WHAT IS BEING ASKED → Where "reversal" occurs in a line of the entries below, copy that line.

(Stored items)
use super::recency_table::RecencyTable;
use crate::domain::moderation::{entity::ModerationAction, repository::ActionRepository};
use crate::domain::shared::errors::DomainError;
use std::sync::{RwLock, RwLockReadGuard, RwLockWriteGuard};
use tracing::{debug, error, info};
use uuid::Uuid;

/// Process-memory action store.
///
/// Stands in for a durable `actions` table keyed by id with a secondary index
/// on `user_id`. State lives as long as the value; build a fresh one per test.
#[derive(Debug, Default)]
pub struct InMemoryActionRepository {
    table: RwLock<RecencyTable<ModerationAction>>,
}

impl InMemoryActionRepository {
    pub fn new() -> Self {
        info!("Initializing InMemoryActionRepository");
        Self::default()
    }

    fn read(&self) -> Result<RwLockReadGuard<'_, RecencyTable<ModerationAction>>, DomainError> {
        self.table.read().map_err(|e| {
            error!("Action store lock poisoned: {}", e);
            DomainError::InfrastructureError("Action store unavailable".into())
        })
    }

    fn write(&self) -> Result<RwLockWriteGuard<'_, RecencyTable<ModerationAction>>, DomainError> {
        self.table.write().map_err(|e| {
            error!("Action store lock poisoned: {}", e);
            DomainError::InfrastructureError("Action store unavailable".into())
        })
    }
}

impl ActionRepository for InMemoryActionRepository {
    fn insert(&self, action: ModerationAction) -> Result<ModerationAction, DomainError> {
        let mut table = self.write()?;
        if table.contains(&action.id) {
            return Err(DomainError::Conflict(format!(
                "Action {} already exists",
                action.id
            )));
        }
        table.upsert(action.id, &action.user_id, action.clone());
        debug!(action_id = %action.id, "Stored moderation action");
        Ok(action)
    }

    fn find_by_id(&self, id: Uuid) -> Result<Option<ModerationAction>, DomainError> {
        Ok(self.read()?.get(&id))
    }

    fn update(&self, action: ModerationAction) -> Result<ModerationAction, DomainError> {
        let mut table = self.write()?;
        if !table.contains(&action.id) {
            return Err(DomainError::NotFound(format!("Action {}", action.id)));
        }
        table.upsert(action.id, &action.user_id, action.clone());
        Ok(action)
    }

    fn find_by_user(&self, user_id: &str) -> Result<Vec<ModerationAction>, DomainError> {
        Ok(self.read()?.recent_for_owner(user_id))
    }

    fn find_all(&self) -> Result<Vec<ModerationAction>, DomainError> {
        Ok(self.read()?.recent())
    }
}
use super::dto::ReviewOutcome;
use crate::application::{
    appeals::{dto::UpdateAppealStatus, use_case::AppealTracker},
    ledger::use_case::ActionLedger,
};
use crate::domain::appeal::entity::AppealStatus;
use crate::domain::shared::errors::DomainError;
use std::sync::Arc;
use tracing::{info, instrument, warn};

/// Applies an admin decision to an appeal and, on approval, reverses the
/// contested action in the ledger.
pub struct ReviewAppealUseCase {
    appeals: Arc<AppealTracker>,
    ledger: Arc<ActionLedger>,
}

impl ReviewAppealUseCase {
    pub fn new(appeals: Arc<AppealTracker>, ledger: Arc<ActionLedger>) -> Self {
        Self { appeals, ledger }
    }

    /// Returns `Ok(None)` when the appeal does not exist.
    ///
    /// An action that is already reversed or no longer in the ledger does not
    /// fail the review; the appeal decision still stands.
    #[instrument(skip(self, update), fields(appeal_id = %update.appeal_id))]
    pub fn execute(&self, update: UpdateAppealStatus) -> Result<Option<ReviewOutcome>, DomainError> {
        let reviewer = update
            .reviewed_by
            .clone()
            .unwrap_or_else(|| "system".to_string());

        let Some(appeal) = self.appeals.update_appeal_status(update)? else {
            return Ok(None);
        };

        if appeal.status != AppealStatus::Approved {
            return Ok(Some(ReviewOutcome {
                appeal,
                reversed_action: None,
            }));
        }

        let reversal = self.ledger.reverse_action(
            appeal.action_id,
            &reviewer,
            Some(format!("Appeal {} approved", appeal.id)),
        );
        let reversed_action = match reversal {
            Ok(Some(action)) => {
                info!(action_id = %action.id, "Action reversed after approved appeal");
                Some(action)
            }
            Ok(None) => {
                warn!(action_id = %appeal.action_id, "Approved appeal references unknown action");
                None
            }
            Err(DomainError::Conflict(_)) => {
                info!(action_id = %appeal.action_id, "Appealed action was already reversed");
                None
            }
            Err(e) => return Err(e),
        };

        Ok(Some(ReviewOutcome {
            appeal,
            reversed_action,
        }))
    }
}
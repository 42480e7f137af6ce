use super::dto::{ActionFilters, ActionStats};
use crate::domain::moderation::{
    entity::{ActionType, MAX_SUSPENSION_DAYS, ModerationAction, NewModerationAction},
    repository::ActionRepository,
    status::UserStatus,
};
use crate::domain::shared::{clock::Clock, errors::DomainError};
use chrono::{DateTime, Duration, Utc};
use std::sync::Arc;
use tracing::{debug, info, instrument, warn};
use uuid::Uuid;

/// Records and queries moderation actions.
///
/// Whether an action is in effect is always derived at call time from its
/// reversal and expiry fields, so nothing here needs a background sweep.
pub struct ActionLedger {
    repository: Box<dyn ActionRepository>,
    clock: Arc<dyn Clock>,
}

impl ActionLedger {
    pub fn new(repository: Box<dyn ActionRepository>, clock: Arc<dyn Clock>) -> Self {
        info!("Initializing ActionLedger");
        Self { repository, clock }
    }

    /// Issues a new action starting now.
    ///
    /// `duration_days` only sets an end date for suspensions; it is ignored for
    /// every other type.
    #[instrument(skip(self, input), fields(
        user_id = %input.user_id,
        action_type = %input.action_type,
        reason = %input.reason
    ))]
    pub fn create_action(&self, input: NewModerationAction) -> Result<ModerationAction, DomainError> {
        if input.duration_days.is_some() && input.action_type != ActionType::Suspension {
            debug!(
                duration_days = ?input.duration_days,
                "Ignoring duration for non-suspension action"
            );
        }
        if let Some(days) = input
            .duration_days
            .filter(|d| input.action_type == ActionType::Suspension && *d > MAX_SUSPENSION_DAYS)
        {
            debug!(
                duration_days = days,
                max_days = MAX_SUSPENSION_DAYS,
                "Clamping suspension length"
            );
        }

        let action = self
            .repository
            .insert(ModerationAction::issue(input, self.clock.now()))?;
        info!(action_id = %action.id, ends_at = ?action.ends_at, "Moderation action created");
        Ok(action)
    }

    pub fn get_action(&self, id: Uuid) -> Result<Option<ModerationAction>, DomainError> {
        self.repository.find_by_id(id)
    }

    /// Lists actions most recently touched first, then pages the result.
    pub fn list_actions(&self, filters: &ActionFilters) -> Result<Vec<ModerationAction>, DomainError> {
        let now = self.clock.now();
        let candidates = match filters.user_id.as_deref() {
            Some(user_id) => self.repository.find_by_user(user_id)?,
            None => self.repository.find_all()?,
        };

        let matching = candidates
            .into_iter()
            .filter(|a| filters.action_type.is_none_or(|t| a.action_type == t))
            .filter(|a| filters.include_reversed || !a.is_reversed())
            .filter(|a| filters.include_expired || !a.is_expired_at(now))
            .collect();

        Ok(filters.page.apply(matching))
    }

    /// Every action ever recorded for the user, including reversed and expired ones.
    pub fn get_user_history(&self, user_id: &str) -> Result<Vec<ModerationAction>, DomainError> {
        self.list_actions(&ActionFilters::history_of(user_id))
    }

    /// Actions currently in effect, most severe first.
    pub fn get_active_actions_for_user(
        &self,
        user_id: &str,
    ) -> Result<Vec<ModerationAction>, DomainError> {
        let now = self.clock.now();
        let mut active: Vec<ModerationAction> = self
            .repository
            .find_by_user(user_id)?
            .into_iter()
            .filter(|a| a.is_active_at(now))
            .collect();
        active.sort_by(|a, b| b.severity.cmp(&a.severity));
        Ok(active)
    }

    pub fn check_user_status(&self, user_id: &str) -> Result<UserStatus, DomainError> {
        let most_severe = self.get_active_actions_for_user(user_id)?.into_iter().next();
        Ok(UserStatus::from_most_severe(most_severe))
    }

    /// Reverses an action, keeping it for audit.
    ///
    /// Returns `Ok(None)` for an unknown id and [`DomainError::Conflict`] when
    /// the action was already reversed; the original reversal record is kept.
    #[instrument(skip(self, reason))]
    pub fn reverse_action(
        &self,
        id: Uuid,
        reversed_by: &str,
        reason: Option<String>,
    ) -> Result<Option<ModerationAction>, DomainError> {
        let Some(mut action) = self.repository.find_by_id(id)? else {
            return Ok(None);
        };

        if action.is_reversed() {
            warn!(action_id = %id, "Rejected reversal of already reversed action");
            return Err(DomainError::Conflict(
                "Action has already been reversed".into(),
            ));
        }

        action.reverse(reversed_by.to_string(), reason, self.clock.now());
        let action = self.repository.update(action)?;
        info!(action_id = %id, user_id = %action.user_id, "Moderation action reversed");
        Ok(Some(action))
    }

    pub fn get_stats(&self) -> Result<ActionStats, DomainError> {
        let now = self.clock.now();
        let mut stats = ActionStats::default();

        for action in self.repository.find_all()? {
            stats.total_actions += 1;
            if !action.is_reversed() && action.ends_at.is_none_or(|ends_at| ends_at > now) {
                stats.active_actions += 1;
            }
            *stats.by_type.entry(action.action_type).or_default() += 1;
            *stats.by_reason.entry(action.reason).or_default() += 1;
        }

        Ok(stats)
    }

    /// True if the user received an action of this exact type within `window`
    /// that is still in effect. Used as a cool-down against repeat actions.
    pub fn has_recent_action(
        &self,
        user_id: &str,
        action_type: ActionType,
        window: Duration,
    ) -> Result<bool, DomainError> {
        let now = self.clock.now();
        let cutoff = now.checked_sub_signed(window).unwrap_or(DateTime::<Utc>::MIN_UTC);
        Ok(self
            .repository
            .find_by_user(user_id)?
            .iter()
            .any(|a| a.action_type == action_type && a.is_active_at(now) && a.starts_at >= cutoff))
    }
}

EXERCISE RESPONSE →
        let reversal = self.ledger.reverse_action(
        let reversed_action = match reversal {
/// reversal and expiry fields, so nothing here needs a background sweep.
    /// the action was already reversed; the original reversal record is kept.
            warn!(action_id = %id, "Rejected reversal of already reversed action");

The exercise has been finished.